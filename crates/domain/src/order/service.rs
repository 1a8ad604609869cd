//! Order service providing atomic operations over an order store.

use std::collections::HashMap;

use chrono::{DateTime, Duration, Local, NaiveDate, NaiveTime, Utc};
use rust_decimal::Decimal;
use serde::Serialize;

use common::OrderId;
use order_store::{
    ItemId, ListQuery, LogId, OrderItemRecord, OrderRecord, OrderStore, OrderTx, Page, StatsQuery,
    StatusLogRecord, StoreError,
};

use crate::error::DomainError;

use super::{
    ChangeStatus, CreateOrder, Order, OrderError, OrderItem, OrderNumber, OrderStatus, UpdateOrder,
    aggregate::parse_status, reconcile,
};

impl From<super::OrderError> for DomainError {
    fn from(e: super::OrderError) -> Self {
        DomainError::Order(e)
    }
}

/// Maximum attempts to find a free order number before giving up.
const MAX_NUMBER_ATTEMPTS: u32 = 10;

/// Statuses whose totals count toward revenue.
const REVENUE_STATUSES: [OrderStatus; 3] = [
    OrderStatus::Confirmed,
    OrderStatus::Shipped,
    OrderStatus::Delivered,
];

/// Aggregate statistics over all orders.
#[derive(Debug, Clone, PartialEq, Serialize)]
pub struct OrderStats {
    /// Orders in any status.
    pub total_orders: i64,

    /// Orders still in CREATED.
    pub pending_orders: i64,

    /// Sum of `total_amount` over CONFIRMED, SHIPPED, and DELIVERED
    /// orders.
    pub revenue: Decimal,

    /// Orders created during the current local calendar day.
    pub orders_today: i64,
}

/// Service for managing orders.
///
/// Wraps an [`OrderStore`] and runs every mutating operation inside a
/// single transaction, so an order and its items never change
/// independently.
pub struct OrderService<S: OrderStore> {
    store: S,
}

impl<S: OrderStore> OrderService<S> {
    /// Creates a new order service with the given store.
    pub fn new(store: S) -> Self {
        Self { store }
    }

    /// Returns a reference to the underlying store.
    pub fn store(&self) -> &S {
        &self.store
    }

    /// Creates a new order with its initial items.
    ///
    /// Order numbers are drawn at random and inserted speculatively; a
    /// duplicate rolls the transaction back and retries with a fresh
    /// number, up to a fixed number of attempts.
    #[tracing::instrument(skip(self))]
    pub async fn create(&self, cmd: CreateOrder) -> Result<Order, DomainError> {
        if cmd.items.is_empty() {
            return Err(OrderError::EmptyItems.into());
        }

        let create_start = std::time::Instant::now();
        for attempt in 1..=MAX_NUMBER_ATTEMPTS {
            let number = OrderNumber::random();
            match self.try_create(&cmd, &number).await {
                Ok(order) => {
                    metrics::counter!("orders_created_total").increment(1);
                    metrics::histogram!("order_create_duration_seconds")
                        .record(create_start.elapsed().as_secs_f64());
                    return Ok(order);
                }
                Err(DomainError::Store(StoreError::DuplicateOrderNumber { .. })) => {
                    metrics::counter!("order_number_retries_total").increment(1);
                    tracing::debug!(attempt, number = %number, "order number taken, retrying");
                }
                Err(e) => return Err(e),
            }
        }

        Err(OrderError::GenerationExhausted {
            attempts: MAX_NUMBER_ATTEMPTS,
        }
        .into())
    }

    /// One creation attempt under a specific order number.
    async fn try_create(
        &self,
        cmd: &CreateOrder,
        number: &OrderNumber,
    ) -> Result<Order, DomainError> {
        let now = Utc::now();
        let order_id = OrderId::new();

        let record = OrderRecord {
            id: order_id,
            order_number: number.as_str().to_string(),
            customer_name: cmd.customer_name.clone(),
            customer_email: cmd.customer_email.clone(),
            customer_phone: cmd.customer_phone.clone(),
            total_amount: cmd.total_amount,
            status: OrderStatus::Created.as_str().to_string(),
            created_at: now,
            updated_at: now,
        };
        let items: Vec<OrderItemRecord> = cmd
            .items
            .iter()
            .map(|item| OrderItemRecord {
                id: ItemId::new(),
                order_id,
                product_name: item.product_name.clone(),
                quantity: item.quantity,
                unit_price: item.unit_price,
                created_at: now,
                updated_at: now,
            })
            .collect();

        let mut tx = self.store.begin().await?;
        tx.insert_order(&record).await?;
        tx.insert_items(&items).await?;
        tx.commit().await?;

        Order::from_records(record, items, vec![])
    }

    /// Applies scalar changes and/or a full item replacement to a
    /// non-terminal order.
    ///
    /// The order row is locked for the duration, so concurrent updates
    /// serialize rather than interleave. On any failure nothing is
    /// applied.
    #[tracing::instrument(skip(self))]
    pub async fn update(&self, order_id: OrderId, cmd: UpdateOrder) -> Result<Order, DomainError> {
        let mut tx = self.store.begin().await?;
        let mut record = tx
            .lock_order(order_id)
            .await?
            .ok_or(DomainError::OrderNotFound { order_id })?;

        let status = parse_status(record.id, &record.status)?;
        if status.is_terminal() {
            return Err(OrderError::Finalized { status }.into());
        }

        let now = Utc::now();
        if let Some(name) = cmd.customer_name {
            record.customer_name = name;
        }
        if let Some(email) = cmd.customer_email {
            record.customer_email = email;
        }
        if let Some(phone) = cmd.customer_phone {
            record.customer_phone = phone;
        }
        if let Some(total) = cmd.total_amount {
            record.total_amount = total;
        }
        record.updated_at = now;

        if let Some(changes) = cmd.items {
            let current = tx.fetch_items(order_id).await?;
            let existing: Vec<OrderItem> = current
                .iter()
                .cloned()
                .map(OrderItem::from_record)
                .collect();
            let diff = reconcile(&existing, &changes)?;

            tx.delete_items(order_id, &diff.delete).await?;

            for update in &diff.update {
                if let Some(base) = current.iter().find(|item| item.id == update.id) {
                    tx.update_item(&OrderItemRecord {
                        id: update.id,
                        order_id,
                        product_name: update.product_name.clone(),
                        quantity: update.quantity,
                        unit_price: update.unit_price,
                        created_at: base.created_at,
                        updated_at: now,
                    })
                    .await?;
                }
            }

            let inserts: Vec<OrderItemRecord> = diff
                .insert
                .iter()
                .map(|item| OrderItemRecord {
                    id: ItemId::new(),
                    order_id,
                    product_name: item.product_name.clone(),
                    quantity: item.quantity,
                    unit_price: item.unit_price,
                    created_at: now,
                    updated_at: now,
                })
                .collect();
            tx.insert_items(&inserts).await?;
        }

        tx.update_order(&record).await?;

        let items = tx.fetch_items(order_id).await?;
        let logs = tx.fetch_logs(order_id).await?;
        tx.commit().await?;

        Order::from_records(record, items, logs)
    }

    /// Transitions an order to a new status.
    ///
    /// Resubmitting the current status succeeds without changing
    /// anything. Transitions into CANCELLED or RETURNED append one
    /// audit log entry, substituting a per-status default message when
    /// the caller supplies none.
    #[tracing::instrument(skip(self), fields(status = %cmd.status))]
    pub async fn change_status(
        &self,
        order_id: OrderId,
        cmd: ChangeStatus,
    ) -> Result<Order, DomainError> {
        let mut tx = self.store.begin().await?;
        let mut record = tx
            .lock_order(order_id)
            .await?
            .ok_or(DomainError::OrderNotFound { order_id })?;

        let current = parse_status(record.id, &record.status)?;

        if cmd.status == current {
            let items = tx.fetch_items(order_id).await?;
            let logs = tx.fetch_logs(order_id).await?;
            tx.commit().await?;
            return Order::from_records(record, items, logs);
        }

        if !current.can_transition(cmd.status) {
            return Err(OrderError::InvalidTransition {
                from: current,
                to: cmd.status,
            }
            .into());
        }

        let now = Utc::now();
        record.status = cmd.status.as_str().to_string();
        record.updated_at = now;
        tx.update_order(&record).await?;

        if let Some(default) = cmd.status.default_audit_message() {
            let message = match cmd.message {
                Some(m) if !m.trim().is_empty() => m,
                _ => default.to_string(),
            };
            tx.insert_log(&StatusLogRecord {
                id: LogId::new(),
                order_id,
                status: cmd.status.as_str().to_string(),
                message,
                created_at: now,
            })
            .await?;
        }

        let items = tx.fetch_items(order_id).await?;
        let logs = tx.fetch_logs(order_id).await?;
        tx.commit().await?;

        metrics::counter!("status_transitions_total").increment(1);

        Order::from_records(record, items, logs)
    }

    /// Loads an order with its items and status history.
    #[tracing::instrument(skip(self))]
    pub async fn get(&self, order_id: OrderId) -> Result<Order, DomainError> {
        let record = self
            .store
            .fetch_order(order_id)
            .await?
            .ok_or(DomainError::OrderNotFound { order_id })?;
        let items = self.store.fetch_items(order_id).await?;
        let logs = self.store.fetch_logs(order_id).await?;
        Order::from_records(record, items, logs)
    }

    /// The transitions currently allowed for an order.
    #[tracing::instrument(skip(self))]
    pub async fn allowed_transitions(
        &self,
        order_id: OrderId,
    ) -> Result<Vec<OrderStatus>, DomainError> {
        let record = self
            .store
            .fetch_order(order_id)
            .await?
            .ok_or(DomainError::OrderNotFound { order_id })?;
        let status = parse_status(record.id, &record.status)?;
        Ok(status.allowed_transitions().to_vec())
    }

    /// Lists orders newest first, with optional search over the order
    /// number and customer email.
    #[tracing::instrument(skip(self))]
    pub async fn list(&self, query: ListQuery) -> Result<Page<Order>, DomainError> {
        let page = self.store.list_orders(query).await?;

        let ids: Vec<OrderId> = page.items.iter().map(|record| record.id).collect();
        let mut items_by_order: HashMap<OrderId, Vec<OrderItemRecord>> = HashMap::new();
        for item in self.store.fetch_items_for_orders(&ids).await? {
            items_by_order.entry(item.order_id).or_default().push(item);
        }
        let mut logs_by_order: HashMap<OrderId, Vec<StatusLogRecord>> = HashMap::new();
        for log in self.store.fetch_logs_for_orders(&ids).await? {
            logs_by_order.entry(log.order_id).or_default().push(log);
        }

        let mut orders = Vec::with_capacity(page.items.len());
        for record in page.items {
            let items = items_by_order.remove(&record.id).unwrap_or_default();
            let logs = logs_by_order.remove(&record.id).unwrap_or_default();
            orders.push(Order::from_records(record, items, logs)?);
        }

        Ok(Page {
            items: orders,
            page: page.page,
            per_page: page.per_page,
            total_items: page.total_items,
            total_pages: page.total_pages,
        })
    }

    /// Computes the dashboard statistics.
    #[tracing::instrument(skip(self))]
    pub async fn stats(&self) -> Result<OrderStats, DomainError> {
        let (day_start, day_end) = local_day_bounds(Local::now());
        let record = self
            .store
            .stats(StatsQuery {
                pending_status: OrderStatus::Created.as_str().to_string(),
                revenue_statuses: REVENUE_STATUSES
                    .iter()
                    .map(|status| status.as_str().to_string())
                    .collect(),
                day_start,
                day_end,
            })
            .await?;

        Ok(OrderStats {
            total_orders: record.total_orders,
            pending_orders: record.pending_orders,
            revenue: record.revenue,
            orders_today: record.orders_today,
        })
    }
}

/// `[start, end)` of the local calendar day containing `now`, as UTC
/// instants.
fn local_day_bounds(now: DateTime<Local>) -> (DateTime<Utc>, DateTime<Utc>) {
    let today = now.date_naive();
    (
        local_day_start(today),
        local_day_start(today + Duration::days(1)),
    )
}

/// First instant of `day` in local time, converted to UTC.
///
/// When a DST gap swallows local midnight, the first valid time after
/// the gap is used instead.
fn local_day_start(day: NaiveDate) -> DateTime<Utc> {
    let mut candidate = day.and_time(NaiveTime::MIN);
    for _ in 0..4 {
        if let Some(start) = candidate.and_local_timezone(Local).earliest() {
            return start.with_timezone(&Utc);
        }
        candidate += Duration::hours(1);
    }
    candidate.and_utc()
}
★ ★ ★ ★
-- What to do --
Copy out only the lines above from the one with "pub async fn list(&self, query: ListQuery)" to the one with "logs_by_order.entry(log.order_id).or_default().push(log);", inclusive, exactly as they stand.

-- Response area --
    pub async fn list(&self, query: ListQuery) -> Result<Page<Order>, DomainError> {
        let page = self.store.list_orders(query).await?;

        let ids: Vec<OrderId> = page.items.iter().map(|record| record.id).collect();
        let mut items_by_order: HashMap<OrderId, Vec<OrderItemRecord>> = HashMap::new();
        for item in self.store.fetch_items_for_orders(&ids).await? {
            items_by_order.entry(item.order_id).or_default().push(item);
        }
        let mut logs_by_order: HashMap<OrderId, Vec<StatusLogRecord>> = HashMap::new();
        for log in self.store.fetch_logs_for_orders(&ids).await? {
            logs_by_order.entry(log.order_id).or_default().push(log);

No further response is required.